Which lines in the data below contain the word "replaces"? Return each of them.

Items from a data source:
━━━━━━━━━━

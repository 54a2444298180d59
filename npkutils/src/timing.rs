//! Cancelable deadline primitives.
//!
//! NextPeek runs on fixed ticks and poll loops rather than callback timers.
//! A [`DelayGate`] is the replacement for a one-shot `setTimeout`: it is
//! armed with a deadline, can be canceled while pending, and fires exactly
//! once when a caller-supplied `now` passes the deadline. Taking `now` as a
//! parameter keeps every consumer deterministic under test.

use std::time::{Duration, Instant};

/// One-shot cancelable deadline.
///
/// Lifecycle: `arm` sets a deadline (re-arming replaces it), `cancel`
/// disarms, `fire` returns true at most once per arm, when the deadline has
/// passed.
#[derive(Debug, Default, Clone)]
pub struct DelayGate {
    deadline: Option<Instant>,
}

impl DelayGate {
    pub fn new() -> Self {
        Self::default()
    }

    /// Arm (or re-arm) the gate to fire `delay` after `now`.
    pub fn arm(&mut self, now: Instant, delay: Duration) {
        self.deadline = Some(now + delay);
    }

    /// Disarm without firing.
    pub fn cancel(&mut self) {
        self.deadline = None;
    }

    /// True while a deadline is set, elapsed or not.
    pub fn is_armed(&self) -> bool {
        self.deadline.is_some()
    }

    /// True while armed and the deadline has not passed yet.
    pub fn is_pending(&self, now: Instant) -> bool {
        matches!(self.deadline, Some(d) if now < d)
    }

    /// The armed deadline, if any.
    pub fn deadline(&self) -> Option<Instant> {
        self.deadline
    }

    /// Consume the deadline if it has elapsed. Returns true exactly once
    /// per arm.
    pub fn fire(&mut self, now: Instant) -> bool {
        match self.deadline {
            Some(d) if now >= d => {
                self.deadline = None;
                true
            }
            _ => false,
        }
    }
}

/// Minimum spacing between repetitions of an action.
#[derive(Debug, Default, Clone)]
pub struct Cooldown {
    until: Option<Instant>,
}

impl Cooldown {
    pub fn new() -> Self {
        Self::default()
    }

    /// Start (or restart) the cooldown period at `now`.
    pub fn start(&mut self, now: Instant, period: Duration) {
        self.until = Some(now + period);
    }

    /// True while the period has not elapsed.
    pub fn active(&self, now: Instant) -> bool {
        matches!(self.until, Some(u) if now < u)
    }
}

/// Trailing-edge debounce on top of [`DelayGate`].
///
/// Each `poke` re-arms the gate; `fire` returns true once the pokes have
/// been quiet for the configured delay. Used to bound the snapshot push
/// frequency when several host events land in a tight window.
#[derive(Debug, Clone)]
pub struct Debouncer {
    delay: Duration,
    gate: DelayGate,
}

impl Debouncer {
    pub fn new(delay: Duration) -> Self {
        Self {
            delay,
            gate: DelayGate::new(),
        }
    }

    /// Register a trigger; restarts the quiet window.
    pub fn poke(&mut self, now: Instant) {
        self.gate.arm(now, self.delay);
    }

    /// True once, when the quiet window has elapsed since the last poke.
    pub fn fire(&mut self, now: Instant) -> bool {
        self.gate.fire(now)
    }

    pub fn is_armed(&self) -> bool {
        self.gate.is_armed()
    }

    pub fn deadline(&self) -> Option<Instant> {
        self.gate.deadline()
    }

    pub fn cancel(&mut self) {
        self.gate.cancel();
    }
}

━━━━━━━━━━

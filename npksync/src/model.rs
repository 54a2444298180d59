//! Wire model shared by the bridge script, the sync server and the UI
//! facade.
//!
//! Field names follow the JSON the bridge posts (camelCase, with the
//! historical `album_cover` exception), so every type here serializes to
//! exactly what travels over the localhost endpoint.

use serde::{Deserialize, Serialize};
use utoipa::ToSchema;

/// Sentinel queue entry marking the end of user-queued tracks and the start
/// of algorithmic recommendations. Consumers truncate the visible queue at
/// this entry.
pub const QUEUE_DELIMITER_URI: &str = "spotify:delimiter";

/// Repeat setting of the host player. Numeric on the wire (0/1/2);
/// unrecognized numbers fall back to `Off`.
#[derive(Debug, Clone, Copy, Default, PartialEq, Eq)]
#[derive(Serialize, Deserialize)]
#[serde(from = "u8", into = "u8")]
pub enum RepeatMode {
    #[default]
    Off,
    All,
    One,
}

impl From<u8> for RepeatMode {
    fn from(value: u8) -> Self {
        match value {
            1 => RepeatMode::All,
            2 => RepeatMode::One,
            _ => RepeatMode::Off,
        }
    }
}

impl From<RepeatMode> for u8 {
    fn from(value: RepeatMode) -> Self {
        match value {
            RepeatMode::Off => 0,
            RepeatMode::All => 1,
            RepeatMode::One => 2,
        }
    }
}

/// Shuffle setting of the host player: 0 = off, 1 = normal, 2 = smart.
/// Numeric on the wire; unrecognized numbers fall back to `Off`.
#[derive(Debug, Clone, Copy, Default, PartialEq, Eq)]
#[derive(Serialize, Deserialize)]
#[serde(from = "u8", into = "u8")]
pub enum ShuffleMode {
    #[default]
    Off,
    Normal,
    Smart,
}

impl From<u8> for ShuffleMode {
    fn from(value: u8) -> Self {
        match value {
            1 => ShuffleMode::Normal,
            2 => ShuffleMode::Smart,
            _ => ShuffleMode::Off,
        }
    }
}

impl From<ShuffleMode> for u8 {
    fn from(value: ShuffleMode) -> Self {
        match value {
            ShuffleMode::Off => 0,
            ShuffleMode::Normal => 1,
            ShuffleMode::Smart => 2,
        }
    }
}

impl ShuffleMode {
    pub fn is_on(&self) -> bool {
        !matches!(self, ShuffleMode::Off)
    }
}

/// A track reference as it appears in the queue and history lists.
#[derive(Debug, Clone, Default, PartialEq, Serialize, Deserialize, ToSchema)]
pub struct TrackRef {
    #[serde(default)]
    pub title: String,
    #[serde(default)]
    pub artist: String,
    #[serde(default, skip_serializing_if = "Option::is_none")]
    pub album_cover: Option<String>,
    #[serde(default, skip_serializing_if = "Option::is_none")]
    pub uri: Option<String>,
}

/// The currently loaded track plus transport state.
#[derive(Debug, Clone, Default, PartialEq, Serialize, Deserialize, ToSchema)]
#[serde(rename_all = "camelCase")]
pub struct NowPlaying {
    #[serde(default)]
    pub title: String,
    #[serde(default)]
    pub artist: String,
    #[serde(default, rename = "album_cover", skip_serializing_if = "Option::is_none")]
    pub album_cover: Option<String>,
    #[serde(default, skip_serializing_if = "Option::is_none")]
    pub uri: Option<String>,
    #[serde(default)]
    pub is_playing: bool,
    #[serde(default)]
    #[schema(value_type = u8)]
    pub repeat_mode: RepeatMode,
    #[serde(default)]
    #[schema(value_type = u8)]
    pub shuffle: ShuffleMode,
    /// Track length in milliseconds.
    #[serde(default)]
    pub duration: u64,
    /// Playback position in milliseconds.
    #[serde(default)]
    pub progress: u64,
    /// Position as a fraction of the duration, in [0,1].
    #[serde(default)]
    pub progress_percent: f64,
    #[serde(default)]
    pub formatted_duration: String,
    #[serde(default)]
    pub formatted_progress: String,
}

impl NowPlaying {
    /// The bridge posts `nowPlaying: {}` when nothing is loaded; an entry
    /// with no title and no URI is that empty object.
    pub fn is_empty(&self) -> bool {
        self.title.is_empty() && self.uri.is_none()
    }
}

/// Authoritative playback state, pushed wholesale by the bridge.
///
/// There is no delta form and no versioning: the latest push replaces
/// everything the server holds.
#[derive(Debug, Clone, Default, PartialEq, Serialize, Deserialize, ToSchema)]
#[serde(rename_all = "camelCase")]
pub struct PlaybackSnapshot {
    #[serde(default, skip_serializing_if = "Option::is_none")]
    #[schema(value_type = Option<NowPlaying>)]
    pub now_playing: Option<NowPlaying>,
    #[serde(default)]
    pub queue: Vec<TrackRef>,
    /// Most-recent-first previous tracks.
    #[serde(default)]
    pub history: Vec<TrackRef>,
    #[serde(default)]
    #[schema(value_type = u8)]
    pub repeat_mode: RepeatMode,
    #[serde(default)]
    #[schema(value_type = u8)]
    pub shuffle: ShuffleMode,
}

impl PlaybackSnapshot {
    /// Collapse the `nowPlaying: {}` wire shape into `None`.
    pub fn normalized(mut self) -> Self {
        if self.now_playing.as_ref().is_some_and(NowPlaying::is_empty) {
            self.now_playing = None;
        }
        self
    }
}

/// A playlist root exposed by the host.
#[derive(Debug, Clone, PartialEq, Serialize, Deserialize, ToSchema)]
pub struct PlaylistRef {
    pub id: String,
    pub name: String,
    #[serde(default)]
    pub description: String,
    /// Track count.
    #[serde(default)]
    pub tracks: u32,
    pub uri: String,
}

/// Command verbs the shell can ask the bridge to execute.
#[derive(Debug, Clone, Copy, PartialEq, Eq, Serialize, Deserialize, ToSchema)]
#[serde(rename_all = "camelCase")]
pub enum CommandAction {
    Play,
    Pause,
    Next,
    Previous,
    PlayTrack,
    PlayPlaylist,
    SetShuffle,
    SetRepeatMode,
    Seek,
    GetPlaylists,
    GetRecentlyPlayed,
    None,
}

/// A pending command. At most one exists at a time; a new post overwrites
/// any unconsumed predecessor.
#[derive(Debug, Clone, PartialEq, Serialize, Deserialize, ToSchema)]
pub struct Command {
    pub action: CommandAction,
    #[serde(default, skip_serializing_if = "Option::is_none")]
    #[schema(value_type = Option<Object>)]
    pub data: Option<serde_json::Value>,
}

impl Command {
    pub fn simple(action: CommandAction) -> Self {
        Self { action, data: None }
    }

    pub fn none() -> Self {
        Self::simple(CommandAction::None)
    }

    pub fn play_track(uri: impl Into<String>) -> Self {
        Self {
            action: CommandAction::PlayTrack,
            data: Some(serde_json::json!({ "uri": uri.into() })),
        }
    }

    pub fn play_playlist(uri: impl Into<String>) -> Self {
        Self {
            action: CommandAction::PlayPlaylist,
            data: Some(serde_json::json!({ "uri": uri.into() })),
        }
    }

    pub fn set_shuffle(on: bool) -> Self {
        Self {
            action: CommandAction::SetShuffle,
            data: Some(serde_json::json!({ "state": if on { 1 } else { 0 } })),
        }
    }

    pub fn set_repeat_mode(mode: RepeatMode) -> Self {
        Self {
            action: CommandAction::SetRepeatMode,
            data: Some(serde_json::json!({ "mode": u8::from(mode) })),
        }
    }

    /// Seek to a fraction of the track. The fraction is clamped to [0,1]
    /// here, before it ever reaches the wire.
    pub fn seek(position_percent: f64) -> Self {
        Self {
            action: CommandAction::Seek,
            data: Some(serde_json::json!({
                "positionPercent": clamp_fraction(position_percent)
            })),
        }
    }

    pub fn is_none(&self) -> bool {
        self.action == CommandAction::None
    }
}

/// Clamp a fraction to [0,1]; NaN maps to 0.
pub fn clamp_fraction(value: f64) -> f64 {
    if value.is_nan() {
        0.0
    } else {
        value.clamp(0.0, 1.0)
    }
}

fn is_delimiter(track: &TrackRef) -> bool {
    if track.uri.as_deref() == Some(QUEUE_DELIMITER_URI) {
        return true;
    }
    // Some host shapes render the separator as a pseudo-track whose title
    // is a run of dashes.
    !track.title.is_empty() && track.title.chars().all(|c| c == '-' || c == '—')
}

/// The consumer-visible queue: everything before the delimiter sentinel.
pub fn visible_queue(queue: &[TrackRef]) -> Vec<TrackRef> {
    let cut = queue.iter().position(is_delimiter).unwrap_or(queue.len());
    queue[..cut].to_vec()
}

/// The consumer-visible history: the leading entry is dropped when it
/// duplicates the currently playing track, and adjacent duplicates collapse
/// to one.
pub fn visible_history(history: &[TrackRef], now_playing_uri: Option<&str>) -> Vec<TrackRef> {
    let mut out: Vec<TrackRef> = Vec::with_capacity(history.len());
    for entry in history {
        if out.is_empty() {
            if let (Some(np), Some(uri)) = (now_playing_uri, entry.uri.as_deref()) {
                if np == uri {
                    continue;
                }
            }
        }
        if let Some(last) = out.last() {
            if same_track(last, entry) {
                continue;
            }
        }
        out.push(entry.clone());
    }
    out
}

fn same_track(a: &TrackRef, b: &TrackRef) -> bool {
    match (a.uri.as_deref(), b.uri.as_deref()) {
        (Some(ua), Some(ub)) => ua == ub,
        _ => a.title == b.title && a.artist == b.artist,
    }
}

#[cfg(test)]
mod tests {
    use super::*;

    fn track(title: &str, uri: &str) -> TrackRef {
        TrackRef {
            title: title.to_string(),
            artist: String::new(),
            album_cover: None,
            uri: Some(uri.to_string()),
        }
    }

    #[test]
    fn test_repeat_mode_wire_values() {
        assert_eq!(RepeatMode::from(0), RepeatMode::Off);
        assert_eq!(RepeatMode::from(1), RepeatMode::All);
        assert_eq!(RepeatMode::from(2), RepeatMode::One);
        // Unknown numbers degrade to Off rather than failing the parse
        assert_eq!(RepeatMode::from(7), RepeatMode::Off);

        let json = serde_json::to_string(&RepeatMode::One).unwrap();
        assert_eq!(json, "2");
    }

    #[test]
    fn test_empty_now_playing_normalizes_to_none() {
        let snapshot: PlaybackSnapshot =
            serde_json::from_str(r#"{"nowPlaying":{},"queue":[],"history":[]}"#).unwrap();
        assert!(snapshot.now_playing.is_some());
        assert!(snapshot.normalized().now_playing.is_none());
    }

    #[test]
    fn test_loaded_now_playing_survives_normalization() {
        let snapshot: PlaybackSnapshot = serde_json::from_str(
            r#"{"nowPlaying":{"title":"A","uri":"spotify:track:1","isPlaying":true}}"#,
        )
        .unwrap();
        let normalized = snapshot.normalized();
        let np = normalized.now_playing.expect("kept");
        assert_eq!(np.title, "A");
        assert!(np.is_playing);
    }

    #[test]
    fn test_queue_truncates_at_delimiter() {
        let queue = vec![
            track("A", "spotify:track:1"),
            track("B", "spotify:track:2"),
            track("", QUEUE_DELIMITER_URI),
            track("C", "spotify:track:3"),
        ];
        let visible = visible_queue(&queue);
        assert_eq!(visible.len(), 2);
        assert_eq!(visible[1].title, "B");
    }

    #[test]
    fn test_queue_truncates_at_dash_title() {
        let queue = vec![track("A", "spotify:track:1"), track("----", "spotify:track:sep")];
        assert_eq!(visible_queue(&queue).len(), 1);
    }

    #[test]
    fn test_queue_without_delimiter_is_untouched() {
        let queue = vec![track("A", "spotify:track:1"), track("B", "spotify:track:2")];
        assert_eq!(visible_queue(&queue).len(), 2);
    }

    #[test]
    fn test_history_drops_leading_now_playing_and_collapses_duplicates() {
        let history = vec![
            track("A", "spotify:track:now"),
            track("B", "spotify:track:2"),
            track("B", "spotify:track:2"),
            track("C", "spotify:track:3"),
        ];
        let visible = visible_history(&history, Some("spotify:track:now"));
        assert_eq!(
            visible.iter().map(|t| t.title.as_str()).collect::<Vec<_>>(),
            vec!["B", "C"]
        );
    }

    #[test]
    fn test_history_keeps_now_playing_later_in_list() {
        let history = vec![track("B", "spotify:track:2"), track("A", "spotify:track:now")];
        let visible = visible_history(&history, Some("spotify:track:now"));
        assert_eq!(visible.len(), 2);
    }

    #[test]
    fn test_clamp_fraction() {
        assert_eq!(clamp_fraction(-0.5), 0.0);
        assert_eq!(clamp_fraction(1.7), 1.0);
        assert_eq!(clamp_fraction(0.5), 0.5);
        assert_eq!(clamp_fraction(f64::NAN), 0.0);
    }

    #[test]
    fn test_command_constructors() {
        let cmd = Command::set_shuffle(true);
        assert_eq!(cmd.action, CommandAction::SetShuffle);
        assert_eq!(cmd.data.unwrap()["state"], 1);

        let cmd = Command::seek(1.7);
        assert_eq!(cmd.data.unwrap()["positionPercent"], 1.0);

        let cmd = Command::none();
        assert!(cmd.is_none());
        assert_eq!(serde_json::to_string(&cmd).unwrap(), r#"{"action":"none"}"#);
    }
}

━━━━━━━━━━

**SOLUTION**
/// Lifecycle: `arm` sets a deadline (re-arming replaces it), `cancel`
/// There is no delta form and no versioning: the latest push replaces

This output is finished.